Instructions to follow:
From the entries that follow, copy every line with the word "StaticCapabilityProbe".

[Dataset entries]
- - -

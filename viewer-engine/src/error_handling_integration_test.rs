#[cfg(test)]
mod tests {
    use std::sync::Arc;
    use std::time::Duration;

    use common::DeviceTier;

    use crate::app::ViewerEngine;
    use crate::config::AppConfig;
    use crate::errors::EngineError;
    use crate::mock_server::{MockSessionServer, MockStreamingClientFactory};
    use crate::tuning::{StartLevel, StaticCapabilityProbe};
    use crate::types::{FailureEvent, FailureKind};

    fn fast_config() -> AppConfig {
        let mut config = AppConfig::default();
        config.heartbeat.interval = Duration::from_millis(20);
        config.heartbeat.server_eviction_timeout = Duration::from_millis(600);
        config.recovery.backoff_base = Duration::from_millis(10);
        config.recovery.backoff_cap = Duration::from_millis(80);
        config
    }

    fn engine_with(
        config: AppConfig,
        tier: DeviceTier,
        is_mobile: bool,
    ) -> (Arc<MockSessionServer>, Arc<MockStreamingClientFactory>, ViewerEngine) {
        let server = Arc::new(MockSessionServer::new());
        let factory = Arc::new(MockStreamingClientFactory::new());
        let engine = ViewerEngine::builder()
            .with_config(config)
            .with_endpoint(server.clone())
            .with_probe(Arc::new(StaticCapabilityProbe::new(tier, is_mobile)))
            .with_factory(factory.clone())
            .without_logging()
            .build()
            .expect("engine build");
        (server, factory, engine)
    }

    #[tokio::test]
    async fn test_builder_requires_endpoint_and_factory() {
        let result = ViewerEngine::builder().without_logging().build();
        assert!(matches!(
            result,
            Err(EngineError::ComponentInitializationFailed { .. })
        ));
    }

    #[tokio::test]
    async fn test_playback_wires_tier_profile_into_client() {
        let (server, factory, engine) = engine_with(fast_config(), DeviceTier::Low, true);

        let playback = engine.create_playback("camera-lobby").await.expect("create");

        // Low-tier mobile: conservative base table, buffers already under
        // the mobile caps.
        let profile = factory.last_profile().expect("profile recorded");
        assert!(!profile.worker_offload);
        assert_eq!(profile.start_level, StartLevel::FixedLowest);
        assert_eq!(profile.max_buffer_secs, 15);
        assert_eq!(profile.up_factor, 0.5);
        assert_eq!(profile.bandwidth_estimate_bps, 300_000);
        assert_eq!(playback.profile(), &profile);

        assert_eq!(server.active_session_count().await, 1);
        assert_eq!(engine.session_manager().session_count(), 1);

        playback.shutdown().await;
        assert_eq!(engine.session_manager().session_count(), 0);
        assert_eq!(server.active_session_count().await, 0);
    }

    #[tokio::test]
    async fn test_forced_tier_overrides_probe() {
        let mut config = fast_config();
        config.tuning.force_tier = Some(DeviceTier::High);
        config.tuning.force_mobile = Some(false);
        let (_server, factory, engine) = engine_with(config, DeviceTier::Low, true);

        let playback = engine.create_playback("camera-yard").await.expect("create");

        let profile = factory.last_profile().expect("profile recorded");
        assert!(profile.worker_offload);
        assert_eq!(profile.max_buffer_secs, 30);
        assert_eq!(profile.bandwidth_estimate_bps, 1_000_000);

        playback.shutdown().await;
    }

    #[tokio::test]
    async fn test_network_failure_flows_through_mailbox_to_reload() {
        let (_server, factory, engine) = engine_with(fast_config(), DeviceTier::Medium, false);
        let playback = engine.create_playback("camera-gate").await.expect("create");

        playback
            .failure_sender()
            .send(FailureEvent::fatal(FailureKind::Network))
            .expect("mailbox open");

        // Backoff is 10ms; well inside this window.
        tokio::time::sleep(Duration::from_millis(100)).await;
        assert_eq!(factory.client().reload_calls(), 1);
        assert_eq!(playback.coordinator().state().await.retry_count, 1);

        playback.reset_recovery();
        assert_eq!(playback.coordinator().state().await.retry_count, 0);

        playback.shutdown().await;
    }

    #[tokio::test]
    async fn test_media_failure_flows_through_mailbox_to_repair() {
        let (_server, factory, engine) = engine_with(fast_config(), DeviceTier::Medium, false);
        let playback = engine.create_playback("camera-dock").await.expect("create");
        factory.client().set_fail_media_repair(true);

        playback
            .failure_sender()
            .send(FailureEvent::fatal(FailureKind::Media))
            .expect("mailbox open");

        tokio::time::sleep(Duration::from_millis(100)).await;
        assert_eq!(factory.client().codec_swaps(), 1);
        assert_eq!(factory.client().repair_calls(), 2);
        assert!(!factory.client().is_destroyed());

        playback.shutdown().await;
    }

    #[tokio::test]
    async fn test_failed_session_start_leaves_no_playback() {
        let (server, factory, engine) = engine_with(fast_config(), DeviceTier::Medium, false);
        server.set_fail_start(true);

        let result = engine.create_playback("camera-roof").await;

        assert!(matches!(result, Err(EngineError::Session(_))));
        assert_eq!(engine.session_manager().session_count(), 0);
        // The client had been built before registration failed but no
        // recovery machinery was attached to it.
        assert_eq!(factory.client().reload_calls(), 0);
    }

    #[tokio::test]
    async fn test_engine_shutdown_closes_every_session() {
        let (server, _factory, engine) = engine_with(fast_config(), DeviceTier::Medium, false);
        let _first = engine.create_playback("camera-01").await.expect("create");
        let _second = engine.create_playback("camera-02").await.expect("create");
        assert_eq!(engine.session_manager().session_count(), 2);

        engine.shutdown().await;

        assert_eq!(engine.session_manager().session_count(), 0);
        assert_eq!(server.active_session_count().await, 0);
        assert!(!engine.session_manager().heartbeat_task_running().await);
    }

    #[tokio::test]
    async fn test_unload_hook_beacons_every_session() {
        let (server, _factory, engine) = engine_with(fast_config(), DeviceTier::Medium, false);
        let _first = engine.create_playback("camera-01").await.expect("create");
        let _second = engine.create_playback("camera-02").await.expect("create");

        engine.on_page_unload().await;
        tokio::time::sleep(Duration::from_millis(20)).await;

        assert_eq!(server.beacon_calls(), 2);
        assert_eq!(engine.session_manager().session_count(), 0);
    }
}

- - -

Answer to the problem:
    use crate::tuning::{StartLevel, StaticCapabilityProbe};
            .with_probe(Arc::new(StaticCapabilityProbe::new(tier, is_mobile)))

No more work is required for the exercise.